Can you elaborate the intuition behind "parse_poses" and "get_root_relative_poses" functions in parse_poses.py?

Question

Can you elaborate the intuition behind "parse_poses" and "get_root_relative_poses" functions in parse_poses.py?

nessessence opened this issue 3 years ago · 2 comments

Can you elaborate the intuition behind "parse_poses" and "get_root_relative_poses" functions in parse_poses.py ?
For example, why do we need to "read all pose coordinates at neck location" and "refine keypoints coordinates at corresponding limbs locations"

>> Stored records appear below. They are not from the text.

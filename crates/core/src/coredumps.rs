//! Core dump detection between tests.
//!
//! The sink snapshots the configured dump directories on every device at run
//! start, before each case and again after it. Dumps are identified by their
//! (device, path, mtime, size) tuple; a tuple never seen before is attached
//! to the case that was running when it appeared, and each tuple is assigned
//! to at most one case for the whole run.

use std::collections::HashSet;
use std::sync::Arc;

use async_trait::async_trait;
use parking_lot::Mutex;

use dtx_runtime::Device;

use crate::pipeline::{ResultSink, RunInfo, SinkError, SinkResult, TestEvent};
use crate::result::{CoreDump, SharedResults};

#[derive(Debug, Clone, Default)]
pub struct CoreDumpConfig {
    /// Directories scanned on every device.
    pub dirs: Vec<String>,
    /// Stop the run as soon as a fresh dump shows up.
    pub abort_on_new: bool,
}

type DumpKey = (String, String, String, u64);

#[derive(Default)]
struct State {
    results: Option<SharedResults>,
    taken: HashSet<DumpKey>,
}

pub struct CoreDumpSink {
    config: CoreDumpConfig,
    state: Mutex<State>,
}

impl CoreDumpSink {
    pub fn new(config: CoreDumpConfig) -> Self {
        CoreDumpSink {
            config,
            state: Mutex::new(State::default()),
        }
    }

    /// Lists the dump directories through the device's shell. Directories
    /// that cannot be listed are skipped; a flaky scan must not sink the run.
    async fn snapshot(&self, device: &Arc<dyn Device>) -> Vec<CoreDump> {
        let mut dumps = Vec::new();
        for dir in &self.config.dirs {
            let command = format!("find {dir} -type f -printf '%p|%T@|%s\\n'");
            match device.system_exec(&command, true).await {
                Ok(Some(output)) => {
                    for line in output.stdout.lines() {
                        if let Some(dump) = parse_line(line) {
                            dumps.push(dump);
                        }
                    }
                }
                Ok(None) => {}
                Err(err) => {
                    tracing::warn!(device = device.name(), %dir, error = %err, "dump scan failed");
                }
            }
        }
        dumps
    }
}

/// One `path|mtime|size` line. Split from the right, since paths may carry
/// the separator.
fn parse_line(line: &str) -> Option<CoreDump> {
    let mut fields = line.rsplitn(3, '|');
    let size = fields.next()?.trim().parse::<u64>().ok()?;
    let mtime = fields.next()?.to_string();
    let path = fields.next()?.to_string();
    if path.is_empty() {
        return None;
    }
    Some(CoreDump { path, mtime, size })
}

#[async_trait]
impl ResultSink for CoreDumpSink {
    fn name(&self) -> &str {
        "core-dumps"
    }

    /// Seeds the seen set so pre-existing dumps are never reported.
    async fn start(&self, run: &RunInfo) -> SinkResult {
        let mut seed = Vec::new();
        for device in &run.devices {
            let name = device.name().to_string();
            for dump in self.snapshot(device).await {
                seed.push((name.clone(), dump.path, dump.mtime, dump.size));
            }
        }
        let mut state = self.state.lock();
        state.results = Some(Arc::clone(&run.results));
        state.taken.extend(seed);
        Ok(())
    }

    /// Re-baselines before the case so dumps that appeared between cases
    /// are absorbed without being pinned on anyone.
    async fn start_test(&self, event: &TestEvent) -> SinkResult {
        if self.config.dirs.is_empty() {
            return Ok(());
        }
        let dumps = self.snapshot(&event.device).await;
        let device = event.device_name();
        let mut state = self.state.lock();
        for dump in dumps {
            state
                .taken
                .insert((device.to_string(), dump.path, dump.mtime, dump.size));
        }
        Ok(())
    }

    async fn stop_test(&self, event: &TestEvent) -> SinkResult {
        if self.config.dirs.is_empty() {
            return Ok(());
        }
        let dumps = self.snapshot(&event.device).await;
        let device = event.device_name().to_string();

        let mut fresh = Vec::new();
        {
            let mut state = self.state.lock();
            for dump in dumps {
                let key = (device.clone(), dump.path.clone(), dump.mtime.clone(), dump.size);
                if state.taken.insert(key) {
                    fresh.push(dump);
                }
            }
            if !fresh.is_empty() {
                if let Some(results) = &state.results {
                    let mut arena = results.lock();
                    if let Some(slot) = arena.slot_mut(event.record, &device) {
                        slot.cores.extend(fresh.iter().cloned());
                    }
                }
            }
        }

        if !fresh.is_empty() {
            tracing::warn!(%device, count = fresh.len(), "new core dumps after case");
            if self.config.abort_on_new {
                return Err(SinkError::Abort(format!(
                    "{} new core dump(s) on {device}",
                    fresh.len()
                )));
            }
        }
        Ok(())
    }
}

#[cfg(test)]
mod tests {
    use super::*;

    #[test]
    fn parses_find_output_lines() {
        let dump = parse_line("/var/crash/core.1234|1756500000.123|8192").unwrap();
        assert_eq!(dump.path, "/var/crash/core.1234");
        assert_eq!(dump.mtime, "1756500000.123");
        assert_eq!(dump.size, 8192);
    }

    #[test]
    fn separator_in_the_path_stays_with_the_path() {
        let dump = parse_line("/odd|name/core|1756500000.0|42").unwrap();
        assert_eq!(dump.path, "/odd|name/core");
        assert_eq!(dump.size, 42);
    }

    #[test]
    fn garbage_lines_are_skipped() {
        assert!(parse_line("").is_none());
        assert!(parse_line("no separators here").is_none());
        assert!(parse_line("/core|mtime|not-a-size").is_none());
    }
}
//! Minimal element tree over the angle-bracket wire documents.
//!
//! Frames on the wire are small XML documents. Parsing goes through
//! `quick-xml` events into an [`Elem`] tree; serialization writes the tree
//! back with proper escaping. Decoders must tolerate streams polluted with
//! invalid control characters, so [`sanitize`] strips them before parsing.

use quick_xml::Reader;
use quick_xml::escape::escape;
use quick_xml::events::{BytesStart, Event};

use crate::error::{ProtocolError, Result};

/// One element of a wire document: tag name, attributes, text and children.
///
/// Text and children are mutually exclusive in practice; whitespace-only text
/// left behind by pretty-printed documents is dropped during parsing.
#[derive(Debug, Clone, Default, PartialEq)]
pub struct Elem {
    pub name: String,
    pub attrs: Vec<(String, String)>,
    pub text: String,
    pub children: Vec<Elem>,
}

impl Elem {
    pub fn new(name: impl Into<String>) -> Self {
        Self {
            name: name.into(),
            ..Self::default()
        }
    }

    pub fn with_text(name: impl Into<String>, text: impl Into<String>) -> Self {
        Self {
            name: name.into(),
            text: text.into(),
            ..Self::default()
        }
    }

    pub fn set_attr(&mut self, name: impl Into<String>, value: impl Into<String>) {
        self.attrs.push((name.into(), value.into()));
    }

    pub fn attr(&self, name: &str) -> Option<&str> {
        self.attrs
            .iter()
            .find(|(k, _)| k == name)
            .map(|(_, v)| v.as_str())
    }

    pub fn push(&mut self, child: Elem) {
        self.children.push(child);
    }

    /// First child with the given tag name.
    pub fn child(&self, name: &str) -> Option<&Elem> {
        self.children.iter().find(|c| c.name == name)
    }

    /// All children with the given tag name, in document order.
    pub fn children_named<'a>(&'a self, name: &'a str) -> impl Iterator<Item = &'a Elem> {
        self.children.iter().filter(move |c| c.name == name)
    }

    /// Serializes the element tree as a compact document.
    pub fn to_xml(&self) -> String {
        let mut out = String::new();
        self.write(&mut out);
        out
    }

    fn write(&self, out: &mut String) {
        out.push('<');
        out.push_str(&self.name);
        for (key, value) in &self.attrs {
            out.push(' ');
            out.push_str(key);
            out.push_str("=\"");
            out.push_str(&escape(value));
            out.push('"');
        }
        if self.text.is_empty() && self.children.is_empty() {
            out.push_str("/>");
            return;
        }
        out.push('>');
        if self.children.is_empty() {
            out.push_str(&escape(&self.text));
        } else {
            for child in &self.children {
                child.write(out);
            }
        }
        out.push_str("</");
        out.push_str(&self.name);
        out.push('>');
    }
}

/// Removes invalid control characters (below 0x20 except tab, LF, CR).
///
/// Misbehaving agents occasionally emit raw control bytes inside frames;
/// stripping them silently preserves forward progress on the stream.
pub fn sanitize(input: &str) -> String {
    input
        .chars()
        .filter(|&c| c >= '\u{20}' || matches!(c, '\t' | '\n' | '\r'))
        .collect()
}

/// Parses one document into an element tree.
///
/// Inter-element whitespace is discarded; a leaf element whose text is
/// entirely whitespace decodes as the empty string.
pub fn parse(text: &str) -> Result<Elem> {
    let mut reader = Reader::from_str(text);
    let mut stack: Vec<Elem> = Vec::new();
    let mut root: Option<Elem> = None;

    loop {
        match reader.read_event()? {
            Event::Start(start) => stack.push(elem_from_start(&start)?),
            Event::Empty(start) => {
                let elem = elem_from_start(&start)?;
                attach(&mut stack, &mut root, elem)?;
            }
            Event::End(_) => {
                let mut elem = stack
                    .pop()
                    .ok_or_else(|| ProtocolError::Malformed("unbalanced end tag".into()))?;
                if !elem.children.is_empty() || elem.text.trim().is_empty() {
                    elem.text.clear();
                }
                attach(&mut stack, &mut root, elem)?;
            }
            Event::Text(text) => {
                if let Some(top) = stack.last_mut() {
                    top.text.push_str(&text.unescape()?);
                }
            }
            Event::CData(data) => {
                if let Some(top) = stack.last_mut() {
                    top.text.push_str(&String::from_utf8_lossy(&data));
                }
            }
            Event::Eof => break,
            // Declarations, comments and processing instructions are ignored.
            _ => {}
        }
    }

    if !stack.is_empty() {
        return Err(ProtocolError::Malformed("unclosed element".into()));
    }
    root.ok_or_else(|| ProtocolError::Malformed("empty document".into()))
}

fn elem_from_start(start: &BytesStart<'_>) -> Result<Elem> {
    let mut elem = Elem::new(String::from_utf8_lossy(start.name().as_ref()).into_owned());
    for attr in start.attributes() {
        let attr = attr?;
        elem.attrs.push((
            String::from_utf8_lossy(attr.key.as_ref()).into_owned(),
            attr.unescape_value()?.into_owned(),
        ));
    }
    Ok(elem)
}

fn attach(stack: &mut [Elem], root: &mut Option<Elem>, elem: Elem) -> Result<()> {
    if let Some(parent) = stack.last_mut() {
        parent.children.push(elem);
        return Ok(());
    }
    if root.is_some() {
        return Err(ProtocolError::Malformed(
            "multiple top-level elements".into(),
        ));
    }
    *root = Some(elem);
    Ok(())
}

and also why "features" (inference_results[0]) has different shape sometime. ( for example feature.shape = (57, 32, 12) or
(57, 32, 9) or (57, 32, X), but most of them are (57, 32, 12)

Thanks in advance.

Answer 1 · 2021-08-03T18:59:56.000Z

Hi! You can find the details in the paper, in short this adds robustness to pose prediction: neck is usually visible, so it is ok to encode other keypoints coordinates at the neck location. If other keypoints are also visible, then their coordinates can be substituted by coordiantes at their own location. Regarding the second question, I believe shapes should be always the same, possibly there is a bug somewhere.

Answer 2 · 2021-08-10T17:15:36.000Z

Hope, it helped.